Básicamente el protagonista sufre durante su infancia crisis de memoria. Al marcharse de su pueblo deja de tenerlas, pero se da cuenta que algunos hechos determinantes de su vida pasada han tenido consecuencias trágicas en la gente que le rodea. Entonces es cuando empieza a recordar al leer los diarios que escribía de pequeño y descubre que puede cambiar su pasado para intentar solucionarlo. Pero por mucho que intenta cambiar determinados sucesos clave el resultado es totalmente inesperado e incluso contrario al que deseaba. Haciendo aún más desgraciados a la gente que esperaba ayudar.

Sin embargo, la película tiene un gran error en su planteamiento al final (Aquí viene un spoiler, quien no la haya visto mejor que no siga leyendo). Al final, el protagonista decide que la solución de todos los problemas es alejarse de la mujer que ama para así no hacerle daño.

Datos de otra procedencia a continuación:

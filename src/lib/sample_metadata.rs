#![forbid(unsafe_code)]
#![allow(clippy::must_use_candidate)]

//! Loading and validation of the sample table.
//!
//! The sample table is a headerless tab-separated file with three columns:
//! `sample_id`, `index1`, `index2`.  All row-level and cross-row validation
//! problems are collected in one pass and reported together, so a user can fix
//! an entire bad table in a single round trip.

use std::{collections::HashMap, path::Path};

use bstr::{BStr, BString};
use itertools::Itertools;
use thiserror::Error;

use crate::utils::reverse_complement;

/// The bases that are allowed in [`SampleMetadata::index1`] and [`SampleMetadata::index2`].
const ALLOWED_BASES: &[u8] = &[b'A', b'C', b'T', b'G'];

/// The number of tab-separated columns expected per row.
const EXPECTED_COLUMNS: usize = 3;

/// Metadata about a single sample.
///
/// Created once from the sample table at startup and immutable thereafter.
#[derive(Debug, Clone, PartialEq, Eq, Hash)]
pub struct SampleMetadata {
    /// The unique identifier for the sample.
    pub sample_id: String,

    /// The sample barcode observed in the I1 (forward index) read.
    pub index1: BString,

    /// The sample barcode observed in the I2 (reverse index) read.
    pub index2: BString,

    /// The position of the sample in the table, starting at 0.
    pub ordinal: usize,

    /// The 1-based line number in the input file where this sample was defined.
    pub line_number: usize,
}

/// A single independently checkable problem with the sample table.
#[derive(Error, Debug)]
pub enum RowError {
    #[error("Line {line}: expected {EXPECTED_COLUMNS} tab-separated columns, found {actual}")]
    InvalidNumberOfColumns { line: usize, actual: usize },

    #[error("Line {line}: sample id is empty")]
    EmptySampleId { line: usize },

    #[error("Line {line}: invalid barcode `{barcode}` for {id} - {reason}")]
    InvalidBarcode { line: usize, id: String, barcode: String, reason: ReasonBarcodeInvalid },

    #[error("Duplicate sample id `{id}` on lines {first_line} and {second_line}")]
    DuplicateSampleId { id: String, first_line: usize, second_line: usize },

    #[error(
        "Samples `{sample_a}` and `{sample_b}` share the same index pair {index1}+{index2}"
    )]
    DuplicateIndexPair { sample_a: String, sample_b: String, index1: String, index2: String },
}

/// The reason that a barcode has been deemed invalid.
#[derive(Debug)]
#[non_exhaustive]
pub enum ReasonBarcodeInvalid {
    EmptyString,
    DisallowedBase(char),
}

impl std::fmt::Display for ReasonBarcodeInvalid {
    fn fmt(&self, f: &mut std::fmt::Formatter<'_>) -> std::fmt::Result {
        match self {
            Self::EmptyString => write!(f, "barcode is an empty string"),
            Self::DisallowedBase(base) => write!(f, "barcode contains disallowed base `{}`", base),
        }
    }
}

/// The error that may occur when loading the sample table.
#[derive(Error, Debug)]
pub enum SampleTableError {
    #[error("Io error occurred")]
    Io(#[from] std::io::Error),

    #[error(transparent)]
    Parse(#[from] csv::Error),

    #[error("The sample table was empty")]
    Empty,

    #[error(
        "The sample table contained {} error(s):\n{}",
        .errors.len(),
        .errors.iter().join("\n")
    )]
    Validation { errors: Vec<RowError> },
}

impl SampleMetadata {
    /// Create a new [`SampleMetadata`], optionally reverse-complementing either index.
    pub fn new(
        sample_id: String,
        index1: BString,
        index2: BString,
        ordinal: usize,
        line_number: usize,
    ) -> Self {
        Self { sample_id, index1, index2, ordinal, line_number }
    }

    /// The concatenation of the two index sequences, used for display in errors and reports.
    pub fn barcode(&self) -> BString {
        let mut joined = self.index1.to_vec();
        joined.extend_from_slice(&self.index2);
        BString::from(joined)
    }

    /// Check that a barcode is non-empty and contains only `ACTG`.
    fn validate_barcode(barcode: &BStr) -> Result<(), ReasonBarcodeInvalid> {
        if barcode.is_empty() {
            return Err(ReasonBarcodeInvalid::EmptyString);
        }
        match barcode.iter().find(|b| !ALLOWED_BASES.contains(b)) {
            Some(bad) => Err(ReasonBarcodeInvalid::DisallowedBase(char::from(*bad))),
            None => Ok(()),
        }
    }
}

/// Load the sample table from a headerless tab-separated file.
///
/// Rows are upper-cased before validation.  When `revcomp_index1` or
/// `revcomp_index2` is set, the corresponding column is reverse-complemented as
/// it is read, before any cross-row checks run.
///
/// # Errors
///
/// - [`SampleTableError::Empty`] when the file contains no rows
/// - [`SampleTableError::Validation`] carrying every row-level and cross-row
///   problem found in a full pass over the table
pub fn from_path<P: AsRef<Path>>(
    path: P,
    revcomp_index1: bool,
    revcomp_index2: bool,
) -> Result<Vec<SampleMetadata>, SampleTableError> {
    let mut reader = csv::ReaderBuilder::new()
        .delimiter(b'\t')
        .has_headers(false)
        .flexible(true)
        .from_path(path.as_ref())?;

    let mut samples = Vec::new();
    let mut errors = Vec::new();

    for (ordinal, record) in reader.records().enumerate() {
        let record = record?;
        let line_number = ordinal + 1;

        if record.len() != EXPECTED_COLUMNS {
            errors
                .push(RowError::InvalidNumberOfColumns { line: line_number, actual: record.len() });
            continue;
        }

        let sample_id = record[0].trim().to_string();
        if sample_id.is_empty() {
            errors.push(RowError::EmptySampleId { line: line_number });
        }

        let mut index1 = BString::from(record[1].trim().to_ascii_uppercase());
        let mut index2 = BString::from(record[2].trim().to_ascii_uppercase());
        if revcomp_index1 {
            index1 = reverse_complement(index1.as_ref());
        }
        if revcomp_index2 {
            index2 = reverse_complement(index2.as_ref());
        }

        for barcode in [&index1, &index2] {
            if let Err(reason) = SampleMetadata::validate_barcode(barcode.as_ref()) {
                errors.push(RowError::InvalidBarcode {
                    line: line_number,
                    id: sample_id.clone(),
                    barcode: barcode.to_string(),
                    reason,
                });
            }
        }

        samples.push(SampleMetadata::new(sample_id, index1, index2, samples.len(), line_number));
    }

    if samples.is_empty() && errors.is_empty() {
        return Err(SampleTableError::Empty);
    }

    validate_uniqueness(&samples, &mut errors);

    if errors.is_empty() {
        Ok(samples)
    } else {
        Err(SampleTableError::Validation { errors })
    }
}

/// Collect duplicate-id and duplicate-index-pair errors across the whole table.
fn validate_uniqueness(samples: &[SampleMetadata], errors: &mut Vec<RowError>) {
    let mut ids_seen: HashMap<&str, usize> = HashMap::new();
    let mut pairs_seen: HashMap<(&BStr, &BStr), &SampleMetadata> = HashMap::new();

    for sample in samples {
        match ids_seen.get(sample.sample_id.as_str()) {
            Some(&first_line) => errors.push(RowError::DuplicateSampleId {
                id: sample.sample_id.clone(),
                first_line,
                second_line: sample.line_number,
            }),
            None => {
                ids_seen.insert(&sample.sample_id, sample.line_number);
            }
        }

        let key = (sample.index1.as_ref(), sample.index2.as_ref());
        match pairs_seen.get(&key) {
            Some(first) => errors.push(RowError::DuplicateIndexPair {
                sample_a: first.sample_id.clone(),
                sample_b: sample.sample_id.clone(),
                index1: sample.index1.to_string(),
                index2: sample.index2.to_string(),
            }),
            None => {
                pairs_seen.insert(key, sample);
            }
        }
    }
}

#[cfg(test)]
mod tests {
    use std::fs;

    use matches::assert_matches;
    use tempfile::tempdir;

    use super::*;

    fn write_table(contents: &str) -> (tempfile::TempDir, std::path::PathBuf) {
        let dir = tempdir().unwrap();
        let path = dir.path().join("samples.tsv");
        fs::write(&path, contents).unwrap();
        (dir, path)
    }

    #[test]
    fn test_valid_table() {
        let (_dir, path) = write_table("S1\tATCG\tGGTA\nS2\tTTTT\tCCCC\n");
        let samples = from_path(&path, false, false).unwrap();
        assert_eq!(samples.len(), 2);
        assert_eq!(samples[0].sample_id, "S1");
        assert_eq!(samples[0].index1, BString::from("ATCG"));
        assert_eq!(samples[0].index2, BString::from("GGTA"));
        assert_eq!(samples[0].ordinal, 0);
        assert_eq!(samples[1].ordinal, 1);
        assert_eq!(samples[1].line_number, 2);
    }

    #[test]
    fn test_lowercase_is_uppercased() {
        let (_dir, path) = write_table("S1\tatcg\tggta\n");
        let samples = from_path(&path, false, false).unwrap();
        assert_eq!(samples[0].index1, BString::from("ATCG"));
    }

    #[test]
    fn test_reverse_complement_applied() {
        let (_dir, path) = write_table("S1\tATCG\tGGTA\n");
        let samples = from_path(&path, true, false).unwrap();
        assert_eq!(samples[0].index1, BString::from("CGAT"));
        assert_eq!(samples[0].index2, BString::from("GGTA"));

        let samples = from_path(&path, false, true).unwrap();
        assert_eq!(samples[0].index1, BString::from("ATCG"));
        assert_eq!(samples[0].index2, BString::from("TACC"));
    }

    #[test]
    fn test_empty_table() {
        let (_dir, path) = write_table("");
        assert_matches!(from_path(&path, false, false), Err(SampleTableError::Empty));
    }

    #[test]
    fn test_duplicate_sample_id() {
        let (_dir, path) = write_table("S1\tATCG\tGGTA\nS1\tTTTT\tCCCC\n");
        let err = from_path(&path, false, false).unwrap_err();
        if let SampleTableError::Validation { errors } = err {
            assert_eq!(errors.len(), 1);
            assert_matches!(
                &errors[0],
                RowError::DuplicateSampleId { first_line: 1, second_line: 2, .. }
            );
        } else {
            panic!("Wrong error returned");
        }
    }

    #[test]
    fn test_duplicate_index_pair_reports_both_ids() {
        let (_dir, path) = write_table("S1\tATCG\tGGTA\nS2\tATCG\tGGTA\n");
        let err = from_path(&path, false, false).unwrap_err();
        if let SampleTableError::Validation { errors } = err {
            assert_eq!(errors.len(), 1);
            if let RowError::DuplicateIndexPair { sample_a, sample_b, .. } = &errors[0] {
                assert_eq!(sample_a, "S1");
                assert_eq!(sample_b, "S2");
            } else {
                panic!("Wrong row error");
            }
        } else {
            panic!("Wrong error returned");
        }
    }

    #[test]
    fn test_errors_are_aggregated_not_short_circuited() {
        // Three independent problems: a bad base, a duplicate id, and a duplicate pair.
        let table = "S1\tATXG\tGGTA\n\
                     S2\tAAAA\tCCCC\n\
                     S2\tTTTT\tGGGG\n\
                     S3\tAAAA\tCCCC\n";
        let (_dir, path) = write_table(table);
        let err = from_path(&path, false, false).unwrap_err();
        if let SampleTableError::Validation { errors } = err {
            assert_eq!(errors.len(), 3);
            assert!(errors.iter().any(|e| matches!(e, RowError::InvalidBarcode { .. })));
            assert!(errors.iter().any(|e| matches!(e, RowError::DuplicateSampleId { .. })));
            assert!(errors.iter().any(|e| matches!(e, RowError::DuplicateIndexPair { .. })));
        } else {
            panic!("Wrong error returned");
        }
    }

    #[test]
    fn test_wrong_column_count() {
        let (_dir, path) = write_table("S1\tATCG\n");
        let err = from_path(&path, false, false).unwrap_err();
        if let SampleTableError::Validation { errors } = err {
            assert_matches!(&errors[0], RowError::InvalidNumberOfColumns { line: 1, actual: 2 });
        } else {
            panic!("Wrong error returned");
        }
    }

    #[test]
    fn test_empty_barcode() {
        let (_dir, path) = write_table("S1\t\tGGTA\n");
        let err = from_path(&path, false, false).unwrap_err();
        if let SampleTableError::Validation { errors } = err {
            assert_eq!(errors.len(), 1);
            if let RowError::InvalidBarcode { reason, .. } = &errors[0] {
                assert_matches!(reason, ReasonBarcodeInvalid::EmptyString);
            } else {
                panic!("Wrong row error");
            }
        } else {
            panic!("Wrong error returned");
        }
    }

    #[test]
    fn test_barcode_display() {
        let sample = SampleMetadata::new(
            String::from("S1"),
            BString::from("ATCG"),
            BString::from("GGTA"),
            0,
            1,
        );
        assert_eq!(sample.barcode(), BString::from("ATCGGGTA"));
    }
}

Algo totalmente estúpido ya que su padre seguiría maltratándola y su hermano se convertiría en un loco, él no influía en esos sucesos para que ocurrieran, sino todo lo contrario, los evitaba. Y, a pesar de todo, sale ella de pasada al final como una persona de éxito. Una lástima de final, queda muy bonito que quedara como un "Amor platónico" pero le quita todo el sentido que pudiera tener la película.
Buscando después un poco más por internet me he enterado que tiene varios finales que aparecen con el DVD, uno de ellos en el que se insinúa que nunca debería haber nacido y se estrangula con el cordón umbilical antes de nacer.

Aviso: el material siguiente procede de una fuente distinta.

//! Run-status accounting and the end-of-run report.
//!
//! A single [`RunStatus`] is created at run start, passed by mutable reference into
//! the multiplexing loop, and persisted as a key/value TSV report at completion.
//! Every processed unit is an index pair representing a forward and reverse
//! biological read, so all counters advance in units of 2.

use std::{path::Path, time::Instant};

use ahash::AHashSet;
use anyhow::Result;
use bstr::BString;
use fgoxide::io::DelimFile;
use serde::{Deserialize, Serialize};

use crate::{quality::QualityRejection, sample_metadata::SampleMetadata};

/// The fixed name of the report file written into the output directory.
pub const REPORT_FILE_NAME: &str = "demux_report.tsv";

/// One row of the rendered report.
#[derive(Debug, Serialize, Deserialize, PartialEq, Eq)]
pub struct ReportEntry {
    pub key: String,
    pub value: String,
}

impl ReportEntry {
    fn new<V: ToString>(key: &str, value: V) -> Self {
        Self { key: key.to_string(), value: value.to_string() }
    }
}

/// Counters and run-level context accumulated while demultiplexing.
#[derive(Debug)]
pub struct RunStatus {
    /// Total reads processed (2 per quad).
    pub total: u64,
    /// Reads routed to a matched sample.
    pub matched: u64,
    /// Reads not routed to any sample, including quality-rejected reads.
    pub undetermined: u64,
    /// Reads rejected because index1's mean quality was below threshold.
    pub index1_below_mean: u64,
    /// Reads rejected because index2's mean quality was below threshold.
    pub index2_below_mean: u64,
    /// Reads rejected because index1's minimum quality was below threshold.
    pub index1_below_min: u64,
    /// Reads rejected because index2's minimum quality was below threshold.
    pub index2_below_min: u64,
    /// The sample ids involved in the run, in table order.
    sample_ids: Vec<String>,
    /// Every distinct index sequence across both columns of the table.
    unique_barcodes: AHashSet<BString>,
    /// Wall-clock start, set at construction.
    start: Instant,
}

impl RunStatus {
    /// Create a new [`RunStatus`] for the given samples, starting the clock.
    pub fn new(samples: &[SampleMetadata]) -> Self {
        let sample_ids = samples.iter().map(|s| s.sample_id.clone()).collect();
        let mut unique_barcodes = AHashSet::new();
        for sample in samples {
            unique_barcodes.insert(sample.index1.clone());
            unique_barcodes.insert(sample.index2.clone());
        }
        Self {
            total: 0,
            matched: 0,
            undetermined: 0,
            index1_below_mean: 0,
            index2_below_mean: 0,
            index1_below_min: 0,
            index2_below_min: 0,
            sample_ids,
            unique_barcodes,
            start: Instant::now(),
        }
    }

    /// Record a quad routed to a matched sample.
    pub fn record_matched(&mut self) {
        self.total += 2;
        self.matched += 2;
    }

    /// Record a quad routed to the undetermined pool.
    pub fn record_undetermined(&mut self) {
        self.total += 2;
        self.undetermined += 2;
    }

    /// Record a quad rejected by the quality gate.
    ///
    /// Rejected quads are tallied as undetermined even though they are never
    /// written, so `total == matched + undetermined` holds throughout the run.
    pub fn record_quality_rejection(&mut self, rejection: QualityRejection) {
        self.total += 2;
        self.undetermined += 2;
        match rejection {
            QualityRejection::Index1BelowMean => self.index1_below_mean += 2,
            QualityRejection::Index2BelowMean => self.index2_below_mean += 2,
            QualityRejection::Index1BelowMin => self.index1_below_min += 2,
            QualityRejection::Index2BelowMin => self.index2_below_min += 2,
        }
    }

    /// Percentage of processed reads that ended up undetermined, 0 when nothing was
    /// processed.
    pub fn undetermined_percent(&self) -> f64 {
        if self.total == 0 {
            0.0
        } else {
            100.0 * self.undetermined as f64 / self.total as f64
        }
    }

    /// Render the current state as report rows.
    pub fn snapshot(&self) -> Vec<ReportEntry> {
        vec![
            ReportEntry::new("total_reads", self.total),
            ReportEntry::new("matched_reads", self.matched),
            ReportEntry::new("undetermined_reads", self.undetermined),
            ReportEntry::new("undetermined_percent", format!("{:.2}", self.undetermined_percent())),
            ReportEntry::new("index1_below_mean_quality", self.index1_below_mean),
            ReportEntry::new("index2_below_mean_quality", self.index2_below_mean),
            ReportEntry::new("index1_below_min_quality", self.index1_below_min),
            ReportEntry::new("index2_below_min_quality", self.index2_below_min),
            ReportEntry::new("samples", self.sample_ids.len()),
            ReportEntry::new("sample_ids", self.sample_ids.join(",")),
            ReportEntry::new("unique_barcodes", self.unique_barcodes.len()),
            ReportEntry::new(
                "elapsed_seconds",
                format!("{:.3}", self.start.elapsed().as_secs_f64()),
            ),
        ]
    }

    /// Persist the snapshot to [`REPORT_FILE_NAME`] in the output directory.
    pub fn write_report<P: AsRef<Path>>(&self, output_dir: P) -> Result<()> {
        let output_path = output_dir.as_ref().join(REPORT_FILE_NAME);
        let delim = DelimFile::default();
        delim.write_tsv(&output_path, self.snapshot())?;
        Ok(())
    }
}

Se hace referencia a la teoría Freudiana sobre la represión de los recuerdos por hechos traumáticos y como defensa del yo (las crisis de memoria del protagonista en las situaciones más trágicas). Y como con la hipnosis regresiva se trata de sacarlas a flote, curioso que al final la única forma para ello sea la lectura de sus diarios.

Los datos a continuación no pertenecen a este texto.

#![forbid(unsafe_code)]

use std::path::PathBuf;

use anyhow::{ensure, Result};
use clap::{ArgEnum, Parser};
use env_logger::Env;

use crate::matcher::MAX_MISMATCHES;

pub static TOOL_NAME: &str = "fqdemux";

static SHORT_USAGE: &str =
    "Demultiplexes dual-index paired-end FASTQs into per-sample file pairs.";

static LONG_USAGE: &str = "
Demultiplexes dual-index paired-end FASTQs into per-sample file pairs.

Four input FASTQs must be provided, one per channel, identified by the `_I1_`,
`_I2_`, `_R1_`, and `_R2_` markers in their file names.  Inputs may be plain or
gzip-compressed (`.gz`).

The sample table is a headerless tab-separated file with three columns:
sample_id, index1, index2.

Per-sample R1/R2 file pairs plus an Undetermined pair are written to the output
directory, named after the sample id and the `_S#_L###_R#_###` portion of the
R1 input file name.  Existing files are overwritten.  On error, partial output
files are left in place.

Example invocation:

fqdemux \\
  --fastqs run_S1_L001_I1_001.fastq.gz run_S1_L001_I2_001.fastq.gz \\
           run_S1_L001_R1_001.fastq.gz run_S1_L001_R2_001.fastq.gz \\
  --sample-metadata samples.tsv \\
  --output-dir demuxed/
";

/// The highest Phred score a threshold option may be set to.
const MAX_QUALITY_SCORE: u8 = 40;

/// How the per-sample output FASTQs are compressed.
#[derive(ArgEnum, Debug, Clone, Copy, PartialEq, Eq)]
pub enum CompressionMode {
    None,
    Gzip,
    Bgzf,
}

impl CompressionMode {
    /// The file extension for outputs written in this mode.
    pub fn extension(self) -> &'static str {
        match self {
            CompressionMode::None => ".fastq",
            CompressionMode::Gzip | CompressionMode::Bgzf => ".fastq.gz",
        }
    }
}

#[derive(Parser, Debug, Clone)]
#[clap(name = TOOL_NAME, version, about = SHORT_USAGE, long_about = LONG_USAGE, term_width = 0)]
pub struct Opts {
    /// Paths to the four input FASTQs (I1, I2, R1, R2 in any order).
    #[clap(long, short = 'f', display_order = 1, required = true, multiple_values = true)]
    pub fastqs: Vec<PathBuf>,

    /// Path to the sample table (tab-separated: sample_id, index1, index2; no header).
    #[clap(long, short = 's', display_order = 2)]
    pub sample_metadata: PathBuf,

    /// The directory to write outputs to.
    ///
    /// This tool will overwrite existing files.
    #[clap(long, short = 'o', display_order = 3)]
    pub output_dir: PathBuf,

    /// Number of allowed mismatches between an observed index and an expected index.
    #[clap(long, short = 'm', default_value = "1", display_order = 11)]
    pub mismatches: u8,

    /// Reject a read pair when any single base quality in either index read is below this.
    #[clap(long, default_value = "0", display_order = 11)]
    pub min_score: u8,

    /// Reject a read pair when the mean base quality of either index read is below this.
    #[clap(long, default_value = "0", display_order = 11)]
    pub mean_score: u8,

    /// Reverse-complement the index1 column of the sample table.
    #[clap(long, display_order = 21)]
    pub revcomp_index1: bool,

    /// Reverse-complement the index2 column of the sample table.
    #[clap(long, display_order = 21)]
    pub revcomp_index2: bool,

    /// Compression applied to the output FASTQs.
    #[clap(long, short = 'c', arg_enum, default_value = "none", display_order = 21)]
    pub compression: CompressionMode,
}

impl Opts {
    /// Check option values that clap cannot express.
    pub fn validate(&self) -> Result<()> {
        ensure!(
            self.fastqs.len() == 4,
            "Expected exactly 4 input FASTQs (I1, I2, R1, R2), got {}",
            self.fastqs.len()
        );
        ensure!(
            usize::from(self.mismatches) <= MAX_MISMATCHES,
            "--mismatches must be at most {}, got {}",
            MAX_MISMATCHES,
            self.mismatches
        );
        ensure!(
            self.min_score <= MAX_QUALITY_SCORE,
            "--min-score must be at most {}, got {}",
            MAX_QUALITY_SCORE,
            self.min_score
        );
        ensure!(
            self.mean_score <= MAX_QUALITY_SCORE,
            "--mean-score must be at most {}, got {}",
            MAX_QUALITY_SCORE,
            self.mean_score
        );
        Ok(())
    }
}

/// Implement defaults that match the CLI options to allow for easier testing.
///
/// Note that these defaults exist only within test code.
#[cfg(test)]
impl Default for Opts {
    fn default() -> Self {
        Self {
            fastqs: vec![],
            sample_metadata: PathBuf::default(),
            output_dir: PathBuf::default(),
            mismatches: 1,
            min_score: 0,
            mean_score: 0,
            revcomp_index1: false,
            revcomp_index2: false,
            compression: CompressionMode::None,
        }
    }
}

/// Parse args and set up logging.
pub fn setup() -> Opts {
    env_logger::Builder::from_env(Env::default().default_filter_or("info")).init();

    Opts::parse()
}

#[cfg(test)]
mod test {
    use std::path::PathBuf;

    use super::{CompressionMode, Opts};

    fn four_paths() -> Vec<PathBuf> {
        ["i1", "i2", "r1", "r2"].iter().map(PathBuf::from).collect()
    }

    #[test]
    fn test_validate_ok() {
        let opts = Opts { fastqs: four_paths(), ..Opts::default() };
        assert!(opts.validate().is_ok());
    }

    #[test]
    fn test_validate_wrong_fastq_count() {
        let opts = Opts { fastqs: vec![PathBuf::from("r1")], ..Opts::default() };
        assert!(opts.validate().is_err());
    }

    #[test]
    fn test_validate_mismatches_out_of_range() {
        let opts = Opts { fastqs: four_paths(), mismatches: 4, ..Opts::default() };
        assert!(opts.validate().is_err());
    }

    #[test]
    fn test_validate_scores_out_of_range() {
        let opts = Opts { fastqs: four_paths(), min_score: 41, ..Opts::default() };
        assert!(opts.validate().is_err());

        let opts = Opts { fastqs: four_paths(), mean_score: 41, ..Opts::default() };
        assert!(opts.validate().is_err());
    }

    #[test]
    fn test_extensions() {
        assert_eq!(CompressionMode::None.extension(), ".fastq");
        assert_eq!(CompressionMode::Gzip.extension(), ".fastq.gz");
        assert_eq!(CompressionMode::Bgzf.extension(), ".fastq.gz");
    }
}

En cuanto a la Teoría del Caos en la que se basa la película, estoy totalmente de acuerdo con ella. No podemos predecir el comportamiento de sistemas complejos porque somos incapaces de medir o ver todas las relaciones existentes en ellos. La sociedad, el comportamiento de la bolsa, la meteorología,etc, no pueden predecirse, porque hay tal cantidad de elementos relacionados que es imposible que podamos apreciarlos. No hay causa-efecto, no podemos simplificar, puesto que muchas causas son las que intervienen en un efecto determinado.

Pocas cosas en este mundo ocurren por hechos aislados o por una sola causa. La realidad es demasiado compleja para que podamos atrevernos a predecirla, contentémonos de momento con conocerla poco a poco mejor antes de decidir prepotentemente hacia donde se dirigirá.

Si agita hoy, con su aleteo, el aire de Pekín, una mariposa puede modificar los sistemas climáticos de Nueva York el mes que viene.